Identify terms present in document.

Share:

Description

This function takes as input a document which the user wishes to mine, a list of terms which they wish to identify, and an acceptance function for deciding on associations. This is the main function of the package; all others are helper functions, exported for your convenience. For full instructions on this function's usage, please see the documentation at github.com/Chris1221/goldi, or read the associated publication.
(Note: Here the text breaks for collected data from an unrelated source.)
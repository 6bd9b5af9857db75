//! Configuration management
//!
//! Every field has a default, so a partial TOML file (or none at all) is a
//! valid configuration.

use crate::data::FeatureVector;
use crate::models::ParamGrid;
use serde::{Deserialize, Serialize};
use std::path::{Path, PathBuf};
use thiserror::Error;
use tracing::warn;

#[derive(Error, Debug)]
pub enum ConfigError {
    #[error("Failed to read config: {0}")]
    Io(#[from] std::io::Error),

    #[error("Failed to parse config: {0}")]
    Parse(#[from] toml::de::Error),

    #[error("Failed to serialize config: {0}")]
    Serialize(#[from] toml::ser::Error),

    #[error("Invalid config: {0}")]
    Invalid(String),
}

/// Input data configuration
#[derive(Debug, Clone, Serialize, Deserialize)]
#[serde(default)]
pub struct DataConfig {
    pub path: PathBuf,
}

impl Default for DataConfig {
    fn default() -> Self {
        Self {
            path: PathBuf::from("MediSync Data.csv"),
        }
    }
}

/// Which rows the scaler statistics are computed from
#[derive(Debug, Clone, Copy, PartialEq, Eq, Serialize, Deserialize)]
#[serde(rename_all = "snake_case")]
pub enum ScalingMode {
    /// Fit on the training partition only
    TrainOnly,
    /// Fit on every row before splitting
    FullDataset,
}

/// Training configuration
#[derive(Debug, Clone, Serialize, Deserialize)]
#[serde(default)]
pub struct TrainingConfig {
    pub test_ratio: f64,
    pub seed: u64,
    pub cv_folds: usize,
    pub scaling: ScalingMode,
}

impl Default for TrainingConfig {
    fn default() -> Self {
        Self {
            test_ratio: 0.3,
            seed: 42,
            cv_folds: 3,
            scaling: ScalingMode::TrainOnly,
        }
    }
}

/// Logging configuration
#[derive(Debug, Clone, Serialize, Deserialize)]
#[serde(default)]
pub struct LoggingConfig {
    pub level: String,
}

impl Default for LoggingConfig {
    fn default() -> Self {
        Self {
            level: "info".to_string(),
        }
    }
}

/// Main configuration
#[derive(Debug, Clone, Serialize, Deserialize, Default)]
#[serde(default)]
pub struct Config {
    pub data: DataConfig,
    pub training: TrainingConfig,
    pub grid: ParamGrid,
    pub current: FeatureVector,
    pub logging: LoggingConfig,
}

impl Config {
    /// Load configuration from file
    pub fn load<P: AsRef<Path>>(path: P) -> Result<Self, ConfigError> {
        let content = std::fs::read_to_string(path)?;
        let config: Config = toml::from_str(&content)?;
        config.validate()?;
        Ok(config)
    }

    /// Load configuration from file, falling back to defaults (with a
    /// warning) when it cannot be read or parsed
    pub fn load_or_default<P: AsRef<Path>>(path: P) -> Self {
        let path = path.as_ref();
        Self::load(path).unwrap_or_else(|e| {
            warn!("Using default configuration, {:?} not loaded: {}", path, e);
            Self::default()
        })
    }

    /// Save configuration to file
    pub fn save<P: AsRef<Path>>(&self, path: P) -> Result<(), ConfigError> {
        let content = toml::to_string_pretty(self)?;
        std::fs::write(path, content)?;
        Ok(())
    }

    pub fn validate(&self) -> Result<(), ConfigError> {
        let ratio = self.training.test_ratio;
        if !(ratio > 0.0 && ratio < 1.0) {
            return Err(ConfigError::Invalid(format!(
                "test_ratio must be in (0, 1), got {}",
                ratio
            )));
        }
        if self.training.cv_folds < 2 {
            return Err(ConfigError::Invalid(format!(
                "cv_folds must be at least 2, got {}",
                self.training.cv_folds
            )));
        }
        if !self.current.is_finite() {
            return Err(ConfigError::Invalid(format!(
                "current observation must be finite, got {:?}",
                self.current
            )));
        }
        if self.grid.is_empty() {
            return Err(ConfigError::Invalid("parameter grid is empty".to_string()));
        }
        Ok(())
    }
}
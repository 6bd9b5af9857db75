//! Fitted scaler and regressor bundled for prediction

use crate::data::{FeatureVector, FEATURE_NAMES};
use crate::features::StandardScaler;
use crate::models::gbm::{GbmRegressor, ModelError};

/// Trained sleep score model.
///
/// Holds the scaler and regressor fit on the same column order, so a raw
/// [`FeatureVector`] is always scaled on the basis the regressor was trained
/// with.
#[derive(Debug, Clone)]
pub struct HealthModel {
    scaler: StandardScaler,
    regressor: GbmRegressor,
}

impl HealthModel {
    pub fn new(scaler: StandardScaler, regressor: GbmRegressor) -> Result<Self, ModelError> {
        if !scaler.is_fitted() || !regressor.is_trained() {
            return Err(ModelError::NotTrained);
        }
        if regressor.feature_names().len() != FEATURE_NAMES.len()
            || regressor
                .feature_names()
                .iter()
                .zip(FEATURE_NAMES)
                .any(|(fit, expected)| fit != expected)
        {
            return Err(ModelError::InvalidData(format!(
                "Regressor trained on {:?}, expected {:?}",
                regressor.feature_names(),
                FEATURE_NAMES
            )));
        }

        Ok(Self { scaler, regressor })
    }

    /// Scale raw readings and predict a sleep score
    pub fn predict(&self, current: &FeatureVector) -> Result<f64, ModelError> {
        if !current.is_finite() {
            return Err(ModelError::InvalidData(format!(
                "Non-finite reading in {:?}",
                current
            )));
        }
        let scaled = self.scaler.transform_rows(&[current.to_row()])?;
        self.regressor.predict_one(&scaled[0])
    }

    pub fn scaler(&self) -> &StandardScaler {
        &self.scaler
    }

    pub fn regressor(&self) -> &GbmRegressor {
        &self.regressor
    }
}
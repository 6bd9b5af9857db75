//! Feature engineering module
//!
//! This module provides:
//! - Window transforms (trailing mean, lagged difference)
//! - Derived sensor features for the sleep score model
//! - Standard scaling of feature columns

pub mod engineering;
pub mod scaler;
pub mod window;

pub use engineering::{EngineeredObservation, FeatureConfig, FeatureEngineer};
pub use scaler::{ScalerError, StandardScaler};
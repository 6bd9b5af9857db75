//! Gradient Boosting Machine implementation
//!
//! Additive ensemble of [`RegressionTree`]s trained on squared-error residuals,
//! with utilities for prediction, evaluation and feature importance.

use crate::data::Dataset;
use crate::features::ScalerError;
use crate::models::tree::{RegressionTree, SplitGain, TreeParams};
use serde::{Deserialize, Serialize};
use thiserror::Error;
use tracing::debug;

/// Errors that can occur with the model
#[derive(Error, Debug)]
pub enum ModelError {
    #[error("Invalid data: {0}")]
    InvalidData(String),

    #[error("Model not trained")]
    NotTrained,

    #[error("Expected {expected} features, got {actual}")]
    FeatureMismatch { expected: usize, actual: usize },

    #[error("Need at least {required} samples, got {actual}")]
    InsufficientSamples { required: usize, actual: usize },

    #[error("Scaling failed: {0}")]
    Scaling(#[from] ScalerError),
}

/// GBM hyperparameters
#[derive(Debug, Clone, Copy, PartialEq, Serialize, Deserialize)]
pub struct GbmParams {
    /// Number of boosting iterations (trees)
    pub n_estimators: usize,
    /// Learning rate (shrinkage)
    pub learning_rate: f64,
    /// Maximum depth of each tree
    pub max_depth: usize,
    /// L2 regularization on leaf weights
    pub reg_lambda: f64,
    /// Minimum loss reduction to make a split
    pub gamma: f64,
    /// Minimum samples required in a child node
    pub min_child_weight: f64,
}

impl GbmParams {
    fn tree_params(&self) -> TreeParams {
        TreeParams {
            max_depth: self.max_depth,
            reg_lambda: self.reg_lambda,
            gamma: self.gamma,
            min_child_weight: self.min_child_weight,
        }
    }
}

impl Default for GbmParams {
    fn default() -> Self {
        Self {
            n_estimators: 100,
            learning_rate: 0.3,
            max_depth: 6,
            reg_lambda: 1.0,
            gamma: 0.0,
            min_child_weight: 1.0,
        }
    }
}

/// Model evaluation metrics
#[derive(Debug, Clone, Copy, PartialEq, Serialize, Deserialize)]
pub struct ModelMetrics {
    /// Mean squared error
    pub mse: f64,
    /// Root mean squared error
    pub rmse: f64,
    /// Mean absolute error
    pub mae: f64,
    /// R-squared score
    pub r2: f64,
}

impl ModelMetrics {
    /// Calculate regression metrics; `None` for empty or mismatched inputs
    pub fn regression(y_true: &[f64], y_pred: &[f64]) -> Option<Self> {
        let n = y_true.len();
        if n == 0 || n != y_pred.len() {
            return None;
        }

        let mse = mean_squared_error(y_true, y_pred);
        let mae = y_true
            .iter()
            .zip(y_pred.iter())
            .map(|(t, p)| (t - p).abs())
            .sum::<f64>()
            / n as f64;

        Some(Self {
            mse,
            rmse: mse.sqrt(),
            mae,
            r2: r2_score(y_true, y_pred),
        })
    }
}

pub fn mean_squared_error(y_true: &[f64], y_pred: &[f64]) -> f64 {
    if y_true.is_empty() {
        return 0.0;
    }
    y_true
        .iter()
        .zip(y_pred.iter())
        .map(|(t, p)| (t - p).powi(2))
        .sum::<f64>()
        / y_true.len() as f64
}

/// Coefficient of determination. A constant target scores 1.0 when matched
/// exactly and 0.0 otherwise.
pub fn r2_score(y_true: &[f64], y_pred: &[f64]) -> f64 {
    if y_true.is_empty() {
        return 0.0;
    }

    let mean_true: f64 = y_true.iter().sum::<f64>() / y_true.len() as f64;
    let ss_tot: f64 = y_true.iter().map(|t| (t - mean_true).powi(2)).sum();
    let ss_res: f64 = y_true
        .iter()
        .zip(y_pred.iter())
        .map(|(t, p)| (t - p).powi(2))
        .sum();

    if ss_tot == 0.0 {
        if ss_res == 0.0 {
            1.0
        } else {
            0.0
        }
    } else {
        1.0 - ss_res / ss_tot
    }
}

/// Gradient Boosting Regressor
#[derive(Debug, Clone, Serialize, Deserialize)]
pub struct GbmRegressor {
    params: GbmParams,
    base_score: f64,
    trees: Vec<RegressionTree>,
    feature_names: Vec<String>,
    split_gains: Vec<SplitGain>,
}

impl GbmRegressor {
    /// Create a new GBM regressor with default parameters
    pub fn new() -> Self {
        Self::with_params(GbmParams::default())
    }

    /// Create a new GBM regressor with custom parameters
    pub fn with_params(params: GbmParams) -> Self {
        Self {
            params,
            base_score: 0.0,
            trees: Vec::new(),
            feature_names: Vec::new(),
            split_gains: Vec::new(),
        }
    }

    /// Train the model on a dataset
    pub fn fit(&mut self, dataset: &Dataset) -> Result<(), ModelError> {
        if dataset.is_empty() {
            return Err(ModelError::InvalidData("Empty dataset".to_string()));
        }

        let n_features = dataset.num_features();
        if n_features == 0 {
            return Err(ModelError::InvalidData("No features".to_string()));
        }
        if let Some(row) = dataset.features.iter().find(|r| r.len() != n_features) {
            return Err(ModelError::FeatureMismatch {
                expected: n_features,
                actual: row.len(),
            });
        }
        if dataset.targets.iter().any(|t| !t.is_finite()) {
            return Err(ModelError::InvalidData("Non-finite target value".to_string()));
        }

        let n_samples = dataset.len();
        debug!(
            "Training GBM regressor with {} samples and {} features ({:?})",
            n_samples, n_features, self.params
        );

        let tree_params = self.params.tree_params();
        let base_score = dataset.targets.iter().sum::<f64>() / n_samples as f64;
        let mut predictions = vec![base_score; n_samples];
        let mut trees = Vec::with_capacity(self.params.n_estimators);
        let mut split_gains = vec![SplitGain::default(); n_features];

        for _ in 0..self.params.n_estimators {
            let residuals: Vec<f64> = dataset
                .targets
                .iter()
                .zip(predictions.iter())
                .map(|(t, p)| t - p)
                .collect();

            let tree = RegressionTree::fit(&dataset.features, &residuals, &tree_params);

            for (pred, row) in predictions.iter_mut().zip(dataset.features.iter()) {
                *pred += self.params.learning_rate * tree.predict_one(row);
            }
            for (total, gain) in split_gains.iter_mut().zip(tree.gains()) {
                total.total_gain += gain.total_gain;
                total.splits += gain.splits;
            }

            trees.push(tree);
        }

        self.base_score = base_score;
        self.trees = trees;
        self.split_gains = split_gains;
        self.feature_names = dataset.feature_names.clone();

        Ok(())
    }

    /// Predict a single row
    pub fn predict_one(&self, row: &[f64]) -> Result<f64, ModelError> {
        if !self.is_trained() {
            return Err(ModelError::NotTrained);
        }
        if row.len() != self.feature_names.len() {
            return Err(ModelError::FeatureMismatch {
                expected: self.feature_names.len(),
                actual: row.len(),
            });
        }

        Ok(self.base_score
            + self
                .trees
                .iter()
                .map(|t| self.params.learning_rate * t.predict_one(row))
                .sum::<f64>())
    }

    /// Make predictions on new data
    pub fn predict(&self, features: &[Vec<f64>]) -> Result<Vec<f64>, ModelError> {
        features.iter().map(|row| self.predict_one(row)).collect()
    }

    /// Predict on a dataset
    pub fn predict_dataset(&self, dataset: &Dataset) -> Result<Vec<f64>, ModelError> {
        self.predict(&dataset.features)
    }

    /// Evaluate the model on a test dataset
    pub fn evaluate(&self, dataset: &Dataset) -> Result<ModelMetrics, ModelError> {
        let predictions = self.predict_dataset(dataset)?;
        ModelMetrics::regression(&dataset.targets, &predictions)
            .ok_or_else(|| ModelError::InvalidData("Empty evaluation set".to_string()))
    }

    /// Average split gain per feature, normalized to sum to 1.
    /// Features never used for a split get 0.
    pub fn feature_importances(&self) -> Vec<(String, f64)> {
        let averages: Vec<f64> = self
            .split_gains
            .iter()
            .map(|g| {
                if g.splits > 0 {
                    g.total_gain / g.splits as f64
                } else {
                    0.0
                }
            })
            .collect();
        let total: f64 = averages.iter().sum();

        self.feature_names
            .iter()
            .zip(averages)
            .map(|(name, avg)| {
                let share = if total > 0.0 { avg / total } else { 0.0 };
                (name.clone(), share)
            })
            .collect()
    }

    /// Get model parameters
    pub fn params(&self) -> &GbmParams {
        &self.params
    }

    pub fn feature_names(&self) -> &[String] {
        &self.feature_names
    }

    pub fn n_trees(&self) -> usize {
        self.trees.len()
    }

    /// Check if the model is trained
    pub fn is_trained(&self) -> bool {
        !self.feature_names.is_empty()
    }
}

impl Default for GbmRegressor {
    fn default() -> Self {
        Self::new()
    }
}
We recommend it as background regardless.

Usage

1
2
3
4
5
goldi(doc,
  terms = "You must put your terms here if not using a precomputed TDM.",
  lims = c(1, 2, 3, 3, 4, 5, 6, 6, 7, 8, 8), output, syn = FALSE,
  syn.list = NULL, object = FALSE, log = NULL, reader = "local",
  term_tdm = NULL, log.level = "warn")

Arguments

doc

Either a file path to a document which will be read in, or a string already read into R. See "reader" for more details. Depending on the "reader" selected, there are four options for document input.

terms

Either a character vector of terms, with each element being a separate term, or a file path to a newline seperated text document which may be parsed into terms.

lims

Number of identical (or synonymous) words which must be present in a sentence in order for it to be accepted as a match for the term. "interactive" is default and allows you to interavtively build your own list, but a list or vector of n elements can be supplied where n is the largest term you wish to search for.

output

path to output file

syn

If you would like to use synonyms, set "syn = TRUE" with "syn.list" left as default to launch the interactive generator ("goldi::make.syn()"), or give a list if synonyms are already formatted.

syn.list

LIST of synonyms to be used. First element of each list item is the word that will counted if any of the other elements of that list item are present.

object

Return as an R object?

log

If specified, the path to the log you wish to keep.

reader

Option for how to read in the text files. See details.

term_tdm

If using a precompiled TDM.

log.level

Logging level. See ?flog.threshold for details.

Value

A data frame of terms and their context within the document.

Author(s)

Christopher B. Cole <chris.c.1221@gmail.com>

References

See ArXiv prepubliation.

Examples

 1
 2
 3
 4
 5
 6
 7
 8
 9
10
11
12
13
14
15
16
17
18
19
20
21
## Not run: 

# Give the free form text
doc <- "In this sentence we will talk about ribosomal chaperone activity."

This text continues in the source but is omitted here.